WHAT TO DO
Whenever a line below includes "bool", add it to the tally, then give the total and nothing more.

TASK DATA
// SPDX-License-Identifier: Apache-2.0
// Copyright (c) 2025 Polyframe Inc.

//! Mesh representation and utilities

use super::BoundingBox;
use crate::error::{ModifyError, Result};
use ahash::{AHashMap, AHashSet};
use nalgebra::{Point3, Vector3};
use serde::{Deserialize, Serialize};

/// Vertex with position and normal
#[derive(Debug, Clone, Copy, PartialEq, Serialize, Deserialize)]
pub struct Vertex {
    pub position: Point3<f64>,
    pub normal: Vector3<f64>,
}

impl Vertex {
    pub fn new(position: Point3<f64>, normal: Vector3<f64>) -> Self {
        Self { position, normal }
    }

    /// Vertex with a placeholder normal, to be filled by `recompute_normals`
    pub fn at(position: Point3<f64>) -> Self {
        Self::new(position, Vector3::z())
    }
}

/// Triangle defined by three vertex indices; winding gives the outward side
#[derive(Debug, Clone, Copy, PartialEq, Eq, Hash, Serialize, Deserialize)]
pub struct Triangle {
    pub indices: [usize; 3],
}

impl Triangle {
    pub fn new(indices: [usize; 3]) -> Self {
        Self { indices }
    }

    /// Same vertices, opposite winding
    pub fn flipped(&self) -> Self {
        Self::new([self.indices[0], self.indices[2], self.indices[1]])
    }

    /// Vertex set regardless of winding or starting vertex
    pub fn sorted_key(&self) -> [usize; 3] {
        let mut key = self.indices;
        key.sort_unstable();
        key
    }

    pub fn has_repeated_index(&self) -> bool {
        let [a, b, c] = self.indices;
        a == b || b == c || a == c
    }
}

/// Triangular mesh.
///
/// Vertex order defines identity: faces address vertices by index, so any
/// edit that drops or reorders vertices must remap every face.
#[derive(Debug, Clone, PartialEq, Serialize, Deserialize)]
pub struct Mesh {
    pub vertices: Vec<Vertex>,
    pub triangles: Vec<Triangle>,
}

impl Mesh {
    pub fn new() -> Self {
        Self {
            vertices: Vec::new(),
            triangles: Vec::new(),
        }
    }

    pub fn with_capacity(vertex_count: usize, triangle_count: usize) -> Self {
        Self {
            vertices: Vec::with_capacity(vertex_count),
            triangles: Vec::with_capacity(triangle_count),
        }
    }

    /// Build a mesh from raw positions and index triples
    pub fn from_parts(positions: &[Point3<f64>], faces: &[[usize; 3]]) -> Self {
        let mut mesh = Self::with_capacity(positions.len(), faces.len());
        for &position in positions {
            mesh.add_vertex(Vertex::at(position));
        }
        for &face in faces {
            mesh.add_triangle(Triangle::new(face));
        }
        mesh.recompute_normals();
        mesh
    }

    /// Add a vertex and return its index
    pub fn add_vertex(&mut self, vertex: Vertex) -> usize {
        let index = self.vertices.len();
        self.vertices.push(vertex);
        index
    }

    /// Add a triangle
    pub fn add_triangle(&mut self, triangle: Triangle) {
        self.triangles.push(triangle);
    }

    /// Compute bounding box
    pub fn bounding_box(&self) -> BoundingBox {
        BoundingBox::from_vertices(&self.vertices)
    }

    /// Get vertex count
    pub fn vertex_count(&self) -> usize {
        self.vertices.len()
    }

    /// Get triangle count
    pub fn triangle_count(&self) -> usize {
        self.triangles.len()
    }

    pub fn is_empty(&self) -> bool {
        self.vertices.is_empty()
    }

    pub fn position(&self, index: usize) -> &Point3<f64> {
        &self.vertices[index].position
    }

    /// Minimum Z over all vertices, `None` for an empty mesh
    pub fn z_min(&self) -> Option<f64> {
        self.vertices
            .iter()
            .map(|v| v.position.z)
            .min_by(|a, b| a.total_cmp(b))
    }

    /// Fail on the first face that points past the vertex list
    pub fn validate_indices(&self) -> Result<()> {
        let vertex_count = self.vertices.len();
        for (face, triangle) in self.triangles.iter().enumerate() {
            if let Some(&index) = triangle.indices.iter().find(|&&i| i >= vertex_count) {
                return Err(ModifyError::RepairInconsistency {
                    face,
                    index,
                    vertex_count,
                });
            }
        }
        Ok(())
    }

    /// Un-normalized face normal (length is twice the area)
    pub fn face_cross(&self, triangle: &Triangle) -> Vector3<f64> {
        let [i0, i1, i2] = triangle.indices;
        let v0 = self.position(i0);
        let edge1 = self.position(i1) - v0;
        let edge2 = self.position(i2) - v0;
        edge1.cross(&edge2)
    }

    /// Unit face normal, `None` for zero-area faces
    pub fn face_normal(&self, triangle: &Triangle) -> Option<Vector3<f64>> {
        self.face_cross(triangle).try_normalize(1e-12)
    }

    pub fn face_area(&self, triangle: &Triangle) -> f64 {
        self.face_cross(triangle).norm() * 0.5
    }

    /// Merge with another mesh (simple concatenation without CSG)
    pub fn merge(&mut self, other: &Mesh) {
        let offset = self.vertices.len();
        self.vertices.extend_from_slice(&other.vertices);

        for triangle in &other.triangles {
            self.triangles.push(Triangle::new([
                triangle.indices[0] + offset,
                triangle.indices[1] + offset,
                triangle.indices[2] + offset,
            ]));
        }
    }

    /// Merge vertices whose coordinates round to the same grid cell.
    ///
    /// `resolution` is the cell size (0.01 rounds to two decimals). The first
    /// vertex in each cell survives with its exact position; later ones are
    /// remapped onto it. Returns the number of vertices removed.
    pub fn weld_vertices(&mut self, resolution: f64) -> Result<usize> {
        self.validate_indices()?;
        if self.vertices.is_empty() {
            return Ok(0);
        }

        let original_count = self.vertices.len();
        let mut cells: AHashMap<[i64; 3], usize> = AHashMap::with_capacity(original_count);
        let mut new_vertices: Vec<Vertex> = Vec::with_capacity(original_count);
        let mut new_indices: Vec<usize> = vec![0; original_count];

        for (i, vertex) in self.vertices.iter().enumerate() {
            let key = quantize(&vertex.position, resolution);
            let target = *cells.entry(key).or_insert_with(|| {
                new_vertices.push(*vertex);
                new_vertices.len() - 1
            });
            new_indices[i] = target;
        }

        for triangle in &mut self.triangles {
            for index in &mut triangle.indices {
                *index = new_indices[*index];
            }
        }

        self.vertices = new_vertices;
        Ok(original_count - self.vertices.len())
    }

    /// Remove faces with a repeated index or an area at or below `min_area`.
    /// Returns the number of triangles removed.
    pub fn remove_degenerate_triangles(&mut self, min_area: f64) -> Result<usize> {
        self.validate_indices()?;
        let original_count = self.triangles.len();
        let kept: Vec<Triangle> = self
            .triangles
            .iter()
            .filter(|t| !t.has_repeated_index() && self.face_area(t) > min_area)
            .copied()
            .collect();
        self.triangles = kept;
        Ok(original_count - self.triangles.len())
    }

    /// Remove triangles that share a vertex set with an earlier triangle,
    /// regardless of winding. The first occurrence is kept.
    /// Returns the number of triangles removed.
    pub fn remove_duplicate_triangles(&mut self) -> usize {
        let original_count = self.triangles.len();
        let mut seen: AHashSet<[usize; 3]> = AHashSet::with_capacity(original_count);
        self.triangles.retain(|t| seen.insert(t.sorted_key()));
        original_count - self.triangles.len()
    }

    /// Remove orphaned vertices (vertices not referenced by any triangle)
    /// Returns the number of vertices removed
    pub fn remove_orphaned_vertices(&mut self) -> Result<usize> {
        self.validate_indices()?;

        let mut used_vertices = vec![false; self.vertices.len()];
        for triangle in &self.triangles {
            for &index in &triangle.indices {
                used_vertices[index] = true;
            }
        }

        // Build remapping: old_index -> new_index
        let mut new_indices = vec![0; self.vertices.len()];
        let mut new_vertices = Vec::new();

        for (old_idx, &used) in used_vertices.iter().enumerate() {
            if used {
                new_indices[old_idx] = new_vertices.len();
                new_vertices.push(self.vertices[old_idx]);
            }
        }

        for triangle in &mut self.triangles {
            for index in &mut triangle.indices {
                *index = new_indices[*index];
            }
        }

        let removed = self.vertices.len() - new_vertices.len();
        self.vertices = new_vertices;
        Ok(removed)
    }

    /// Recompute vertex normals from triangle geometry
    /// This calculates face normals and averages them at shared vertices
    pub fn recompute_normals(&mut self) {
        if self.vertices.is_empty() || self.triangles.is_empty() {
            return;
        }

        let mut normal_sums: Vec<Vector3<f64>> = vec![Vector3::zeros(); self.vertices.len()];

        for triangle in &self.triangles {
            // Area weighted: the cross product length is twice the area
            let face_normal = self.face_cross(triangle);
            if face_normal.norm() > 1e-10 {
                for &idx in &triangle.indices {
                    normal_sums[idx] += face_normal;
                }
            }
        }

        for (vertex, sum) in self.vertices.iter_mut().zip(normal_sums) {
            vertex.normal = sum.try_normalize(1e-12).unwrap_or_else(Vector3::z);
        }
    }
}

impl Default for Mesh {
    fn default() -> Self {
        Self::new()
    }
}

/// Grid cell of a position at the given resolution
pub(crate) fn quantize(position: &Point3<f64>, resolution: f64) -> [i64; 3] {
    [
        (position.x / resolution).round() as i64,
        (position.y / resolution).round() as i64,
        (position.z / resolution).round() as i64,
    ]
}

EXERCISE RESULT
2